Available data Block Start
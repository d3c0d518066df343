//! Difficulty progression
//!
//! Every `score_interval` points of score tightens the spawn interval by one
//! decrement and widens the number range by one increment, both clamped.

use serde::{Deserialize, Serialize};

use crate::tuning::Tuning;

/// Current spawn pacing and value range
#[derive(Debug, Clone, PartialEq, Eq, Serialize, Deserialize)]
pub struct DifficultyCurve {
    /// Milliseconds between spawns
    pub spawn_interval_ms: u32,
    /// Upper bound (inclusive) for spawned values
    pub max_number: u32,
    /// Score at which the last step was applied
    pub last_threshold: u64,
    initial_spawn_delay_ms: u32,
    min_spawn_delay_ms: u32,
    spawn_delay_decrement_ms: u32,
    initial_max_number: u32,
    max_number_cap: u32,
    max_number_increment: u32,
    score_interval: u64,
}

impl DifficultyCurve {
    pub fn new(tuning: &Tuning) -> Self {
        Self {
            spawn_interval_ms: tuning.initial_spawn_delay_ms,
            max_number: tuning.initial_max_number,
            last_threshold: 0,
            initial_spawn_delay_ms: tuning.initial_spawn_delay_ms,
            min_spawn_delay_ms: tuning.min_spawn_delay_ms,
            spawn_delay_decrement_ms: tuning.spawn_delay_decrement_ms,
            initial_max_number: tuning.initial_max_number,
            max_number_cap: tuning.max_number_cap,
            max_number_increment: tuning.max_number_increment,
            score_interval: tuning.score_interval,
        }
    }

    /// Re-evaluate after a score change
    ///
    /// Applies one step per whole `score_interval` gained since the last
    /// threshold, then moves the threshold to `score` itself. Returns the new
    /// spawn interval if it changed.
    pub fn on_score_changed(&mut self, score: u64) -> Option<u32> {
        let steps = score.saturating_sub(self.last_threshold) / self.score_interval;
        if steps == 0 {
            return None;
        }

        let previous = self.spawn_interval_ms;
        for _ in 0..steps {
            self.spawn_interval_ms = self
                .spawn_interval_ms
                .saturating_sub(self.spawn_delay_decrement_ms)
                .max(self.min_spawn_delay_ms);
            self.max_number = self
                .max_number
                .saturating_add(self.max_number_increment)
                .min(self.max_number_cap);
        }
        self.last_threshold = score;

        log::debug!(
            "Difficulty +{} at score {}: interval {}ms, max number {}",
            steps,
            score,
            self.spawn_interval_ms,
            self.max_number
        );

        (self.spawn_interval_ms != previous).then_some(self.spawn_interval_ms)
    }

    pub fn reset(&mut self) {
        self.spawn_interval_ms = self.initial_spawn_delay_ms;
        self.max_number = self.initial_max_number;
        self.last_threshold = 0;
    }
}

#[cfg(test)]
mod tests {
    use super::*;
    use proptest::prelude::*;

    #[test]
    fn test_initial_values() {
        let tuning = Tuning::default();
        let curve = DifficultyCurve::new(&tuning);
        assert_eq!(curve.spawn_interval_ms, 1700);
        assert_eq!(curve.max_number, tuning.initial_max_number);
        assert_eq!(curve.last_threshold, 0);
    }

    #[test]
    fn test_below_interval_does_nothing() {
        let tuning = Tuning::default();
        let mut curve = DifficultyCurve::new(&tuning);
        assert_eq!(curve.on_score_changed(199), None);
        assert_eq!(curve.spawn_interval_ms, 1700);
        assert_eq!(curve.last_threshold, 0);
    }

    #[test]
    fn test_threshold_moves_to_score() {
        let tuning = Tuning::default();
        let mut curve = DifficultyCurve::new(&tuning);
        assert_eq!(curve.on_score_changed(190), None);

        // 190 -> 210 crosses the first threshold
        let new_interval = curve.on_score_changed(210);
        assert_eq!(new_interval, Some(1700 - tuning.spawn_delay_decrement_ms));
        assert_eq!(curve.last_threshold, 210);
        assert_eq!(
            curve.max_number,
            tuning.initial_max_number + tuning.max_number_increment
        );

        // Next step needs another full interval from 210
        assert_eq!(curve.on_score_changed(400), None);
        assert!(curve.on_score_changed(410).is_some());
        assert_eq!(curve.last_threshold, 410);
    }

    #[test]
    fn test_large_jump_applies_multiple_steps() {
        let tuning = Tuning::default();
        let mut curve = DifficultyCurve::new(&tuning);
        curve.on_score_changed(650);
        assert_eq!(
            curve.spawn_interval_ms,
            1700 - 3 * tuning.spawn_delay_decrement_ms
        );
        assert_eq!(
            curve.max_number,
            tuning.initial_max_number + 3 * tuning.max_number_increment
        );
        assert_eq!(curve.last_threshold, 650);
    }

    #[test]
    fn test_clamps_at_floor_and_cap() {
        let tuning = Tuning::default();
        let mut curve = DifficultyCurve::new(&tuning);
        curve.on_score_changed(1_000_000);
        assert_eq!(curve.spawn_interval_ms, tuning.min_spawn_delay_ms);
        assert_eq!(curve.max_number, tuning.max_number_cap);

        // Already at the floor: no reschedule needed
        assert_eq!(curve.on_score_changed(2_000_000), None);
    }

    #[test]
    fn test_reset() {
        let tuning = Tuning::default();
        let mut curve = DifficultyCurve::new(&tuning);
        curve.on_score_changed(5000);
        curve.reset();
        assert_eq!(curve, DifficultyCurve::new(&tuning));
    }

    proptest! {
        #[test]
        fn prop_monotone_and_clamped(gains in proptest::collection::vec(0u64..700, 1..60)) {
            let tuning = Tuning::default();
            let mut curve = DifficultyCurve::new(&tuning);
            let mut score = 0u64;
            for gain in gains {
                let interval = curve.spawn_interval_ms;
                let max = curve.max_number;
                score += gain;
                curve.on_score_changed(score);
                prop_assert!(curve.spawn_interval_ms <= interval);
                prop_assert!(curve.spawn_interval_ms >= tuning.min_spawn_delay_ms);
                prop_assert!(curve.max_number >= max);
                prop_assert!(curve.max_number <= tuning.max_number_cap);
                prop_assert!(curve.last_threshold <= score);
            }
        }
    }
}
Available data Block End
• Work required
A verbatim copy of every entry is needed.

• Answer section
repository d3c0d518066df343
//! Difficulty progression
//!
//! Every `score_interval` points of score tightens the spawn interval by one
//! decrement and widens the number range by one increment, both clamped.

use serde::{Deserialize, Serialize};

use crate::tuning::Tuning;

/// Current spawn pacing and value range
#[derive(Debug, Clone, PartialEq, Eq, Serialize, Deserialize)]
pub struct DifficultyCurve {
    /// Milliseconds between spawns
    pub spawn_interval_ms: u32,
    /// Upper bound (inclusive) for spawned values
    pub max_number: u32,
    /// Score at which the last step was applied
    pub last_threshold: u64,
    initial_spawn_delay_ms: u32,
    min_spawn_delay_ms: u32,
    spawn_delay_decrement_ms: u32,
    initial_max_number: u32,
    max_number_cap: u32,
    max_number_increment: u32,
    score_interval: u64,
}

impl DifficultyCurve {
    pub fn new(tuning: &Tuning) -> Self {
        Self {
            spawn_interval_ms: tuning.initial_spawn_delay_ms,
            max_number: tuning.initial_max_number,
            last_threshold: 0,
            initial_spawn_delay_ms: tuning.initial_spawn_delay_ms,
            min_spawn_delay_ms: tuning.min_spawn_delay_ms,
            spawn_delay_decrement_ms: tuning.spawn_delay_decrement_ms,
            initial_max_number: tuning.initial_max_number,
            max_number_cap: tuning.max_number_cap,
            max_number_increment: tuning.max_number_increment,
            score_interval: tuning.score_interval,
        }
    }

    /// Re-evaluate after a score change
    ///
    /// Applies one step per whole `score_interval` gained since the last
    /// threshold, then moves the threshold to `score` itself. Returns the new
    /// spawn interval if it changed.
    pub fn on_score_changed(&mut self, score: u64) -> Option<u32> {
        let steps = score.saturating_sub(self.last_threshold) / self.score_interval;
        if steps == 0 {
            return None;
        }

        let previous = self.spawn_interval_ms;
        for _ in 0..steps {
            self.spawn_interval_ms = self
                .spawn_interval_ms
                .saturating_sub(self.spawn_delay_decrement_ms)
                .max(self.min_spawn_delay_ms);
            self.max_number = self
                .max_number
                .saturating_add(self.max_number_increment)
                .min(self.max_number_cap);
        }
        self.last_threshold = score;

        log::debug!(
            "Difficulty +{} at score {}: interval {}ms, max number {}",
            steps,
            score,
            self.spawn_interval_ms,
            self.max_number
        );

        (self.spawn_interval_ms != previous).then_some(self.spawn_interval_ms)
    }

    pub fn reset(&mut self) {
        self.spawn_interval_ms = self.initial_spawn_delay_ms;
        self.max_number = self.initial_max_number;
        self.last_threshold = 0;
    }
}

#[cfg(test)]
mod tests {
    use super::*;
    use proptest::prelude::*;

    #[test]
    fn test_initial_values() {
        let tuning = Tuning::default();
        let curve = DifficultyCurve::new(&tuning);
        assert_eq!(curve.spawn_interval_ms, 1700);
        assert_eq!(curve.max_number, tuning.initial_max_number);
        assert_eq!(curve.last_threshold, 0);
    }

    #[test]
    fn test_below_interval_does_nothing() {
        let tuning = Tuning::default();
        let mut curve = DifficultyCurve::new(&tuning);
        assert_eq!(curve.on_score_changed(199), None);
        assert_eq!(curve.spawn_interval_ms, 1700);
        assert_eq!(curve.last_threshold, 0);
    }

    #[test]
    fn test_threshold_moves_to_score() {
        let tuning = Tuning::default();
        let mut curve = DifficultyCurve::new(&tuning);
        assert_eq!(curve.on_score_changed(190), None);

        // 190 -> 210 crosses the first threshold
        let new_interval = curve.on_score_changed(210);
        assert_eq!(new_interval, Some(1700 - tuning.spawn_delay_decrement_ms));
        assert_eq!(curve.last_threshold, 210);
        assert_eq!(
            curve.max_number,
            tuning.initial_max_number + tuning.max_number_increment
        );

        // Next step needs another full interval from 210
        assert_eq!(curve.on_score_changed(400), None);
        assert!(curve.on_score_changed(410).is_some());
        assert_eq!(curve.last_threshold, 410);
    }

    #[test]
    fn test_large_jump_applies_multiple_steps() {
        let tuning = Tuning::default();
        let mut curve = DifficultyCurve::new(&tuning);
        curve.on_score_changed(650);
        assert_eq!(
            curve.spawn_interval_ms,
            1700 - 3 * tuning.spawn_delay_decrement_ms
        );
        assert_eq!(
            curve.max_number,
            tuning.initial_max_number + 3 * tuning.max_number_increment
        );
        assert_eq!(curve.last_threshold, 650);
    }

    #[test]
    fn test_clamps_at_floor_and_cap() {
        let tuning = Tuning::default();
        let mut curve = DifficultyCurve::new(&tuning);
        curve.on_score_changed(1_000_000);
        assert_eq!(curve.spawn_interval_ms, tuning.min_spawn_delay_ms);
        assert_eq!(curve.max_number, tuning.max_number_cap);

        // Already at the floor: no reschedule needed
        assert_eq!(curve.on_score_changed(2_000_000), None);
    }

    #[test]
    fn test_reset() {
        let tuning = Tuning::default();
        let mut curve = DifficultyCurve::new(&tuning);
        curve.on_score_changed(5000);
        curve.reset();
        assert_eq!(curve, DifficultyCurve::new(&tuning));
    }

    proptest! {
        #[test]
        fn prop_monotone_and_clamped(gains in proptest::collection::vec(0u64..700, 1..60)) {
            let tuning = Tuning::default();
            let mut curve = DifficultyCurve::new(&tuning);
            let mut score = 0u64;
            for gain in gains {
                let interval = curve.spawn_interval_ms;
                let max = curve.max_number;
                score += gain;
                curve.on_score_changed(score);
                prop_assert!(curve.spawn_interval_ms <= interval);
                prop_assert!(curve.spawn_interval_ms >= tuning.min_spawn_delay_ms);
                prop_assert!(curve.max_number >= max);
                prop_assert!(curve.max_number <= tuning.max_number_cap);
                prop_assert!(curve.last_threshold <= score);
            }
        }
    }
}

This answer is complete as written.